This repository contains scripts and (limited) results from multi-scale analyses of simulated data or real data.
We have multiple ongoing projects that perform analyses of simulated data or different types of high-throughput sequencing data (e.g., DNase-seq (Boyle et al., 2008; Hesselberth et al., 2009), ATAC-seq (Buenrostro et al., 2013), Ribo-seq (Ingolia et al., 2011), RNA-seq (Mortazavi et al., 2008; Wang et al., 2008; Marioni et al., 2008), ChIP-seq (Johnson et al., 2007; Barski et al., 2007; Mikkelsen et al., 2007) data) by using different multi-scale approaches (e.g., WaveQTL, multiseq, and WaveHMT). Those multi-scale analyses share scripts and results to some extent, so we have tried to put them together in one repository. For now, this repository is mostly for our collaborators to share scripts/results and replicate analyses. As some data sets are not publicly available and all analyses are work in progress, we put only limited results in the repository. However, once data sets become publicly available and projects are close to be complete, we'll share all scripts/data/results. If you are interested in our analyses (results, contributing to analyses, performing similar analyses for other applications), contact hjshim at gmail dot com.
Compare multiseq to WaveQTL on simulated data
We simulated null and alternative data sets from the 578 dsQTLs, identified by either or both of the wavelet-based or 100bp window approach at FDR=0.01 in Shim and Stephens 2014, with a procedure similar to those described in Supplementary Material of Shim and Stephens 2014. We then compare performances of two approaches (WaveQTL and multiseq) on simulated data sets with different sample sizes or different read depths. As expected, multiseq outperforms WaveQTL in smaller sample sizes. Even with larger sample sizes (e.g., 70), multiseq outperforms WaveQTL unless library read depths are very high.

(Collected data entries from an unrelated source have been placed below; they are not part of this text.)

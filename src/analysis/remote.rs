use anyhow::{Context, Result};
use async_trait::async_trait;
use reqwest::Client;
use serde::Deserialize;

use crate::analysis::client::{AnalysisRequest, AnalysisService};
use crate::analysis::report::{AnalysisError, CognitiveLoad, VoiceAnalysisReport};
use crate::config::Settings;

/// HTTP analysis backend. Posts the WAV body, expects a JSON report back.
pub struct RemoteAnalysisService {
    http: Client,
    endpoint: String,
    api_key: String,
}

impl RemoteAnalysisService {
    pub fn from_settings(settings: &Settings) -> Result<Self> {
        let endpoint = settings
            .analysis
            .endpoint
            .trim()
            .trim_end_matches('/')
            .to_string();
        if endpoint.is_empty() {
            anyhow::bail!(
                "Remote analysis needs an endpoint. Set analysis.endpoint in config."
            );
        }

        Ok(Self {
            http: Client::builder()
                .timeout(std::time::Duration::from_secs(
                    settings.analysis.timeout_secs.max(1),
                ))
                .build()
                .context("Failed to build analysis HTTP client")?,
            endpoint,
            api_key: settings.analysis.api_key.trim().to_string(),
        })
    }

    fn request_url(&self) -> String {
        format!("{}/v1/voice-analysis", self.endpoint)
    }
}

#[async_trait]
impl AnalysisService for RemoteAnalysisService {
    async fn analyze(
        &self,
        request: AnalysisRequest,
    ) -> Result<VoiceAnalysisReport, AnalysisError> {
        let mut builder = self
            .http
            .post(self.request_url())
            .header(reqwest::header::CONTENT_TYPE, "audio/wav")
            .header("X-Recording-Id", request.recording_id.as_str())
            .header("X-Duration-Secs", request.duration_secs.to_string())
            .body(request.audio.as_ref().clone());

        if !self.api_key.is_empty() {
            builder = builder.bearer_auth(&self.api_key);
        }

        let response = builder
            .send()
            .await
            .map_err(|e| AnalysisError::Unavailable(e.to_string()))?;

        let status = response.status();
        if status.is_client_error() {
            let body = response.text().await.unwrap_or_default();
            return Err(AnalysisError::Rejected(format!("{}: {}", status, body.trim())));
        }
        if !status.is_success() {
            return Err(AnalysisError::Unavailable(format!(
                "service returned {}",
                status
            )));
        }

        let payload: RemoteReport = response
            .json()
            .await
            .map_err(|e| AnalysisError::Malformed(e.to_string()))?;

        payload.into_report(request.duration_secs)
    }

    fn name(&self) -> &'static str {
        "remote"
    }
}

#[derive(Debug, Deserialize)]
#[serde(rename_all = "camelCase")]
struct RemoteReport {
    #[serde(default)]
    duration: Option<u64>,
    #[serde(default)]
    transcript: String,
    speech_rate: u32,
    clarity_score: u32,
    confidence_level: u32,
    cognitive_load_indicator: String,
    #[serde(default)]
    risk_assessment: String,
    #[serde(default)]
    recommendations: Vec<String>,
}

impl RemoteReport {
    fn into_report(self, recorded_secs: u64) -> Result<VoiceAnalysisReport, AnalysisError> {
        let cognitive_load_level = self
            .cognitive_load_indicator
            .parse::<CognitiveLoad>()
            .map_err(AnalysisError::Malformed)?;

        Ok(VoiceAnalysisReport {
            duration_secs: self.duration.unwrap_or(recorded_secs),
            transcript: self.transcript,
            speech_rate_wpm: self.speech_rate,
            clarity_score_pct: self.clarity_score,
            confidence_level_pct: self.confidence_level,
            cognitive_load_level,
            risk_assessment: self.risk_assessment,
            recommendations: self.recommendations,
        })
    }
}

Analysis of ATAC-seq data measuring chromatin accessibility on Copper-treated samples and control samples
Pique-Regi et al. have been interested in understanding the potential mechanism underlying gene-environment interactions. Thus, they have measured chromatin accessibility using ATAC-seq on treated samples and control samples. Here, we focused on ATAC-seq data on Copper-treated samples and control samples. This data has small sample size (3 vs 3), but potentially has very strong signal. We applied two multi-scale methods, multiseq and WaveQTL, and a window-based approach, DESeq, to the ATAC-seq data. We found that multiseq detected substantially more differences in chromatin accessibility between two conditions than WaveQTL and DESeq.